Image via Shutterstock
Image via Shutterstock

The proposed changes raised concerns among health advocates, who worried they posed a threat to students’ long-term health.

A federal court has blocked a Trump administration attempt to reduce the required nutritional standards of food served to 30 million children under the National School Lunch Program. 

The District Court of Maryland Southern Division ruled on Monday that the rollback proposed by the United States Department of Agriculture (USDA) in 2018 violated Administrative Procedure Act, a law regulating how federal governments agencies develop and implement rules.

The rule reduced the whole-grain requirement that school meals must meet, while also allowing schools to serve foods with higher sodium levels. In striking down the rule, the court found that the Agriculture Department made changes to the standards between its interim rule, first proposed in November 2017, and its final rule, released in December 2018, without seeking appropriate public feedback and in such a way that violated the law.

The interim rule delayed the timeline for schools to gradually reduce the sodium content of meals over a 10-year period until they meet the “final sodium target.” It also maintained the requirement that 100% of the grains offered in meals be “whole grain-rich.” 

In its final rule, however, the agency eliminated the final sodium target altogether—meaning schools would be free to serve saltier foods in the long term—and required that only half of the weekly grains offered in school meals meet the “whole grain-rich,” mandate, while the other half could be enriched grains.

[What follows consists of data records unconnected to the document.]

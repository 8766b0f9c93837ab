//! A single rule: one source file transformed into one target
//!
//! Applying an entry walks a small state machine keyed on the conflict
//! policy and on what currently occupies the resolved target:
//!
//! | target      | policy                     | action                              |
//! |-------------|----------------------------|-------------------------------------|
//! | directory   | any                        | conflict error                      |
//! | missing     | any                        | fresh write                         |
//! | file        | `stop`                     | conflict error                      |
//! | file        | `skip`                     | nothing, logged                     |
//! | file        | `overwrite`                | fresh write                         |
//! | file        | `merge`                    | deep merge (mergeable types only)   |
//! | file        | `appendStart`/`appendEnd`  | text concat (non-mergeable only)    |
//!
//! A fresh write expands JSON or text templates when enabled and otherwise
//! copies the source byte for byte.

use std::fmt;
use std::path::Path;

use log::{debug, info};
use serde_json::{Map, Value as JsonValue};

use super::target::Target;
use super::ApplyContext;
use crate::config::{ConflictPolicy, RuleDecl};
use crate::error::{Error, Result};
use crate::filesystem::{self, TargetState};
use crate::merge::{self, json};
use crate::path;
use crate::template::{self, Scope};

/// What applying an entry did to its target
#[derive(Debug, Clone, Copy, PartialEq, Eq)]
pub enum Outcome {
    /// The target did not exist and was created
    Written,
    /// An existing target was replaced
    Overwritten,
    /// The source was deep merged into the existing target
    Merged,
    /// The source text was added before or after the existing target text
    Appended,
    /// The target existed and the entry asked to skip it
    Skipped,
    /// The template evaluated to `noValue`; nothing was written
    Omitted,
}

impl fmt::Display for Outcome {
    fn fmt(&self, f: &mut fmt::Formatter<'_>) -> fmt::Result {
        let name = match self {
            Outcome::Written => "written",
            Outcome::Overwritten => "overwritten",
            Outcome::Merged => "merged",
            Outcome::Appended => "appended",
            Outcome::Skipped => "skipped",
            Outcome::Omitted => "omitted",
        };
        f.write_str(name)
    }
}

/// A validated rule, ready to apply
#[derive(Debug, Clone, PartialEq)]
pub struct RuleEntry {
    /// Absolute posix path of the source file
    pub source: String,
    /// Source path relative to the declaration unit's directory
    pub source_relative: String,
    pub target: Target,
    pub json_template: bool,
    pub text_template: bool,
    pub on_conflict: ConflictPolicy,
    pub file_type: Option<String>,
    pub scope: Map<String, JsonValue>,
    /// Declaration unit the entry came from
    pub declared_at: String,
}

impl RuleEntry {
    /// Validate a declared rule whose `source` names a single file.
    ///
    /// `unit_dir` and `working_dir` are absolute posix paths.
    pub fn from_decl(decl: &RuleDecl, unit_dir: &str, working_dir: &str, declared_at: &str) -> Result<Self> {
        let invalid = |message: String| Error::Validation {
            declared_at: declared_at.to_string(),
            message,
        };

        if decl.json_template && decl.text_template {
            return Err(invalid(format!(
                "jsonTemplate and textTemplate cannot both be enabled (source: {})",
                decl.source
            )));
        }

        let (source, source_relative) = if path::is_absolute(&decl.source) {
            let source = path::normalize(&decl.source);
            if !path::is_within(working_dir, &source) {
                return Err(invalid(format!(
                    "Absolute source paths must be inside the working directory. Got: {}",
                    decl.source
                )));
            }
            let relative = path::relative(unit_dir, &source)?;
            (source, relative)
        } else {
            let relative = path::normalize(&decl.source);
            if relative == ".." || relative.starts_with("../") {
                return Err(invalid(format!(
                    "Paths cannot contain parent directory references (..). Got: {}",
                    decl.source
                )));
            }
            (path::join(&[unit_dir, relative.as_str()]), relative)
        };

        let target = Target::from_decl(&decl.target);
        target.validate().map_err(invalid)?;

        Ok(Self {
            source,
            source_relative,
            target,
            json_template: decl.json_template,
            text_template: decl.text_template,
            on_conflict: decl.on_conflict,
            file_type: decl.file_type.clone(),
            scope: decl.scope.clone(),
            declared_at: declared_at.to_string(),
        })
    }

    /// Whether the entry may run alongside other entries of its set.
    ///
    /// Only `stop` entries that are not JSON templates qualify; every other
    /// policy reads or depends on what earlier entries wrote.
    pub fn is_concurrent(&self) -> bool {
        self.on_conflict == ConflictPolicy::Stop && !self.json_template
    }

    /// File type of `file`: the `fileType` override or the lowercase extension
    pub fn file_type_of(&self, file: &str) -> String {
        match &self.file_type {
            Some(file_type) if !file_type.is_empty() => file_type.to_lowercase(),
            _ => path::extension(file),
        }
    }

    /// The global scope with the entry's own scope layered on top
    pub fn template_scope(&self, ctx: &ApplyContext) -> Scope {
        Scope::from_json(ctx.scope()).overlay_json(&self.scope)
    }

    /// Target path relative to the working directory
    pub fn resolve_target(&self, ctx: &ApplyContext) -> Result<String> {
        // sources outside the unit directory map by file name alone
        let mapped_source = if self.source_relative.starts_with("..") {
            path::basename(&self.source_relative)
        } else {
            self.source_relative.clone()
        };
        self.target.resolve(&mapped_source, ctx.auto_map())
    }

    /// Apply the entry; failures are tagged with its source and target
    pub fn apply(&self, ctx: &ApplyContext) -> Result<Outcome> {
        let target = self
            .resolve_target(ctx)
            .map_err(|err| err.in_rule(&self.source_relative, self.target.to_string()))?;
        self.apply_to(&target, ctx)
            .map_err(|err| err.in_rule(&self.source_relative, &target))
    }

    fn apply_to(&self, target: &str, ctx: &ApplyContext) -> Result<Outcome> {
        let target_path = ctx.resolve(target);

        match (TargetState::of(&target_path), self.on_conflict) {
            (TargetState::Directory, _) => Err(Error::Conflict {
                target: target.to_string(),
                message: "Target is a directory".to_string(),
                hint: Some("end the target with '/' to copy the source into it".to_string()),
            }),
            (TargetState::Missing, _) => self.write_fresh(&target_path, target, ctx, Outcome::Written),
            (TargetState::File, ConflictPolicy::Stop) => Err(Error::Conflict {
                target: target.to_string(),
                message: "Target file already exists".to_string(),
                hint: Some(
                    "use onConflict: skip, merge, overwrite, appendStart or appendEnd to handle it".to_string(),
                ),
            }),
            (TargetState::File, ConflictPolicy::Skip) => {
                info!(
                    "Skipped exporting {} to {}. Target already exists.",
                    self.source_relative, target
                );
                Ok(Outcome::Skipped)
            }
            (TargetState::File, ConflictPolicy::Overwrite) => {
                self.write_fresh(&target_path, target, ctx, Outcome::Overwritten)
            }
            (TargetState::File, ConflictPolicy::Merge) => self.merge_into(&target_path, target, ctx),
            (TargetState::File, ConflictPolicy::AppendStart) => {
                self.append_to(&target_path, target, ctx, true)
            }
            (TargetState::File, ConflictPolicy::AppendEnd) => {
                self.append_to(&target_path, target, ctx, false)
            }
        }
    }

    fn ensure_source(&self) -> Result<&Path> {
        let source = Path::new(&self.source);
        if source.is_file() {
            Ok(source)
        } else {
            Err(Error::MissingSource {
                path: self.source_relative.clone(),
            })
        }
    }

    fn read_source(&self) -> Result<String> {
        filesystem::read_text(self.ensure_source()?)
    }

    /// Source parsed as JSON and expanded when it is a JSON template
    fn source_document(&self, ctx: &ApplyContext) -> Result<Option<JsonValue>> {
        let mut content = self.read_source()?;
        if self.text_template {
            content = template::expand_text(&content, &self.template_scope(ctx))?;
        }
        let document = json::parse_document(&content, &self.source_relative)?;
        if self.json_template {
            template::expand(&document, &self.template_scope(ctx))
        } else {
            Ok(Some(document))
        }
    }

    fn write_fresh(&self, target_path: &Path, target: &str, ctx: &ApplyContext, done: Outcome) -> Result<Outcome> {
        if self.json_template {
            match self.source_document(ctx)? {
                Some(document) => filesystem::write(target_path, json::to_pretty_string(&document)?)?,
                None => {
                    debug!("Template {} evaluated to noValue, {} not written", self.source_relative, target);
                    return Ok(Outcome::Omitted);
                }
            }
        } else if self.text_template {
            let content = template::expand_text(&self.read_source()?, &self.template_scope(ctx))?;
            filesystem::write(target_path, content)?;
        } else {
            filesystem::copy_file(self.ensure_source()?, target_path)?;
        }
        debug!("Exported {} to {}", self.source_relative, target);
        Ok(done)
    }

    fn merge_into(&self, target_path: &Path, target: &str, ctx: &ApplyContext) -> Result<Outcome> {
        let source_type = self.file_type_of(&self.source);
        let target_type = self.file_type_of(target);
        if !merge::is_mergeable(&source_type) || !merge::is_mergeable(&target_type) {
            return Err(Error::Conflict {
                target: target.to_string(),
                message: format!(
                    "Cannot merge files with types {} and {}. Only json and material files can be merged.",
                    source_type, target_type
                ),
                hint: None,
            });
        }

        let Some(incoming) = self.source_document(ctx)? else {
            debug!("Template {} evaluated to noValue, {} left unchanged", self.source_relative, target);
            return Ok(Outcome::Omitted);
        };
        let existing = filesystem::read_text(target_path)?;
        let merged = json::merge_into_document(&existing, &incoming, target)?;
        filesystem::write(target_path, merged)?;
        debug!("Merged {} into {}", self.source_relative, target);
        Ok(Outcome::Merged)
    }

    fn append_to(&self, target_path: &Path, target: &str, ctx: &ApplyContext, at_start: bool) -> Result<Outcome> {
        let source_type = self.file_type_of(&self.source);
        let target_type = self.file_type_of(target);
        if merge::is_mergeable(&source_type) || merge::is_mergeable(&target_type) {
            return Err(Error::Conflict {
                target: target.to_string(),
                message: format!(
                    "Cannot append files with types {} and {}. json and material files must use merge.",
                    source_type, target_type
                ),
                hint: None,
            });
        }

        let addition = if self.json_template {
            match self.source_document(ctx)? {
                Some(document) => json::to_pretty_string(&document)?,
                None => return Ok(Outcome::Omitted),
            }
        } else if self.text_template {
            template::expand_text(&self.read_source()?, &self.template_scope(ctx))?
        } else {
            self.read_source()?
        };

        let existing = filesystem::read_text(target_path)?;
        let combined = if at_start {
            addition + &existing
        } else {
            existing + &addition
        };
        filesystem::write(target_path, combined)?;
        debug!("Appended {} to {}", self.source_relative, target);
        Ok(Outcome::Appended)
    }
}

Agriculture Secretary David Perdue said in 2018 that the proposed changes were intended to give students meals that were both “nutritious and satisfying” and provide schools and manufacturers the “common-sense flexibilities” to meet the requirements.  

Perdue said schools faced challenges serving meals that met the health requirements but were also appetizing to students. “If kids are not eating what is being served, they are not benefiting, and food is being wasted,” Perdue said. “We all have the same goals in mind—the health and development of our young people. USDA trusts our local operators to serve healthy meals that meet local preferences and build bright futures with good nutrition.”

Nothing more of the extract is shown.